The Paul Lynde Show is an American television sitcom that aired on ABC. The series starred comedian Paul Lynde and aired for one season, with original episodes airing from September 13, 1972, to March 14, 1973.

Setting
The series starred Lynde as Paul Simms, a general-practice attorney and the father of a family that consisted of his wife Martha (Elizabeth Allen) and daughters Barbara (Jane Actman) and Sally (Pamelyn Ferdin). The Simms family lived in the fictional city of Ocean Grove, California.

It also starred John Calvin as Barbara's husband, Howie Dickerson, an eccentric university student who was of genius intelligence (IQ 185) and was a whiz with everything and full of advice, but inexplicably, he could not manage to hold down a job, and Jerry Stiller and Anne Meara as Howie's divorced parents, Barney and Grace Dickerson. Howie's misadventures around the house and his lack of steady employment brought his father-in-law to a state of slow-burn anger and drove him to distraction.

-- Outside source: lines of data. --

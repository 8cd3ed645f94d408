pub mod phone_validation;
pub use phone_validation::{
    PhoneValidationError, clean_e164, normalize_phone_number, validate_phone_number,
};
pub mod xml;
pub use xml::{empty_twiml_response, escape_xml};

Critics perceived the show as derivative of All in the Family, then television's most popular primetime program, and the Paul Simms role bore similarities to Lynde's best-known film role, that of Harry MacAfee from the film and musical Bye Bye Birdie. For his role in the series, Lynde was nominated for a Best Actor Golden Globe.

Cast
 Paul Lynde as Paul Simms
 Elizabeth Allen as Martha Simms
 John Calvin as Howie Dickerson
 Jane Actman as Barbara Simms Dickerson
 Pamelyn Ferdin as Sally Simms
 James Gregory as T.R. Scott
 Anne Meara as Grace Dickerson
 Allison McKay as Alice
 Jerry Stiller as Barney Dickerson
 Herb Voland as T.J. McNish
 Thelma Carpenter as Thelma
 Mabel Albertson as Mabel
 Charlotte Rae as Aunt Charlotte

Production
The show was based on the play Howie, about a lawyer, played by Lynde, whose daughter marries a slacker named Howard, or "Howie".  The Lynde character despises him as he is not interested in earning money or traditional pursuits. Howie was developed for CBS in 1962, as a replacement for The Dick Van Dyke Show, but when that series was saved from cancellation, plans for Howie were shelved.

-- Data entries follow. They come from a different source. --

//! Configuration module for the call bridge gateway
//!
//! This module handles server configuration from various sources: .env files, YAML files,
//! and environment variables. Priority: YAML > ENV vars > .env values > defaults.
//!
//! # Modules
//! - `yaml`: YAML configuration file loading
//! - `env`: Environment variable loading
//! - `merge`: Merging YAML and environment configurations
//! - `validation`: Configuration validation logic
//!
//! # Example
//! ```rust,no_run
//! use callbridge_gateway::config::ServerConfig;
//! use std::path::PathBuf;
//!
//! # fn main() -> Result<(), Box<dyn std::error::Error>> {
//! // Load from environment variables only
//! let config = ServerConfig::from_env()?;
//!
//! // Load from YAML file with environment variable overrides
//! let config_path = PathBuf::from("config.yaml");
//! let config = ServerConfig::from_file(&config_path)?;
//!
//! println!("Server listening on {}", config.address());
//! # Ok(())
//! # }
//! ```

use std::collections::BTreeMap;
use std::path::PathBuf;
use std::time::Duration;

mod env;
mod merge;
mod validation;
mod yaml;

use crate::core::realtime::RealtimeConfig;
use crate::core::transfer::{TWILIO_API_BASE, TwilioCallControlConfig};

/// Default listening port
pub const DEFAULT_PORT: u16 = 5050;

/// Behavior script used when none is configured
pub const DEFAULT_INSTRUCTIONS: &str = "You are a friendly phone assistant for a small insurance agency. \
Keep answers short and conversational. Before the call ends, record the call with \
record_call_data. If the caller asks for a person, check line availability with check_status \
and offer a transfer with transfer_to_human.";

/// TLS configuration for HTTPS and WSS
#[derive(Debug, Clone)]
pub struct TlsConfig {
    /// Path to the TLS certificate file (PEM format)
    pub cert_path: PathBuf,
    /// Path to the TLS private key file (PEM format)
    pub key_path: PathBuf,
}

/// API secret authentication entry with a client identifier
#[derive(Debug, Clone, PartialEq, Eq)]
pub struct AuthApiSecret {
    pub id: String,
    pub secret: String,
}

/// Server configuration
///
/// Contains all configuration needed to run the gateway, including:
/// - Server settings (host, port, TLS, public host for stream URLs)
/// - Realtime model settings (API key, model, voice, behavior script)
/// - Telephony settings (REST credentials, transfer webhook, transfer lines)
/// - Authentication settings for the admin surface
/// - Security settings (CORS, rate limiting, connection limits)
#[derive(Debug, Clone)]
pub struct ServerConfig {
    // Server settings
    pub host: String,
    pub port: u16,

    // TLS configuration (optional)
    pub tls: Option<TlsConfig>,

    /// Public host name used in the media stream URL handed to the telephony
    /// platform. Falls back to the request `Host` header.
    pub public_host: Option<String>,

    // Realtime model settings
    pub openai_api_key: Option<String>,
    pub realtime_model: String,
    pub voice: String,
    pub temperature: f32,
    /// Behavior script sent as session instructions
    pub instructions: String,
    pub greeting_prompt: Option<String>,

    // Telephony settings
    pub twilio_account_sid: Option<String>,
    pub twilio_auth_token: Option<String>,
    /// Public URL of `/twiml/transfer`
    pub transfer_webhook_url: Option<String>,
    /// Public base URL for dial callbacks (no trailing slash)
    pub twilio_callback_base: Option<String>,
    /// Caller id presented on the transfer leg (E.164)
    pub twilio_caller_id: Option<String>,
    /// REST API base, overridable for tests and regional edges
    pub twilio_api_base: String,
    /// Transfer line number (1..=3) to destination
    pub transfer_lines: BTreeMap<u8, String>,
    pub transfer_timeout_seconds: u64,
    pub dial_timeout_seconds: u64,

    // Authentication configuration
    pub auth_api_secrets: Vec<AuthApiSecret>,
    pub auth_required: bool,

    // Security configuration
    /// CORS allowed origins (comma-separated list or "*" for all)
    /// Default: None (CORS disabled, same-origin only)
    pub cors_allowed_origins: Option<String>,

    // Rate limiting configuration
    /// Maximum requests per second per IP address
    /// Default: 60
    pub rate_limit_requests_per_second: u32,
    /// Maximum burst size for rate limiting
    /// Default: 10
    pub rate_limit_burst_size: u32,

    // Connection limits
    /// Maximum concurrent media stream connections
    /// Default: None (unlimited)
    pub max_websocket_connections: Option<usize>,
    /// Maximum connections per IP address
    /// Default: 100
    pub max_connections_per_ip: u32,
}

/// Implement Drop to zeroize all secret fields when ServerConfig is dropped.
impl Drop for ServerConfig {
    fn drop(&mut self) {
        use zeroize::Zeroize;

        if let Some(ref mut key) = self.openai_api_key {
            key.zeroize();
        }
        if let Some(ref mut token) = self.twilio_auth_token {
            token.zeroize();
        }
        for secret in &mut self.auth_api_secrets {
            secret.secret.zeroize();
        }
    }
}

William Asher later resurrected the Howie concept for ABC and Screen Gems as a replacement for Bewitched. Asher and then-wife Elizabeth Montgomery were contractually obligated for two more seasons of Bewitched for ABC. Montgomery was not interested in continuing the series (she and Asher were also on the verge of divorcing), and Lynde was also under contract to ABC. The Paul Lynde Show (along with the first incarnation of Temperatures Rising) was created to fulfill the contracts. Lynde had appeared numerous times on Bewitched as "Uncle Arthur". Asher designed The Paul Lynde Show to be ABC's counterpart to CBS's All In The Family; however, the show lacked the controversial and topical issues brought up by All In The Family, due to ABC's continued restriction on social issues at the time. This was despite Lynde's rewrite of the show's dialog in an effort to make the series more lively and comedic.

The show was filmed before a live audience, with a laugh track added during post-production 
for "sweetening" purposes. Unusual for such a series, the production included a frequently seen backyard set with a fully functional swimming pool, which Lynde would occasionally fall into.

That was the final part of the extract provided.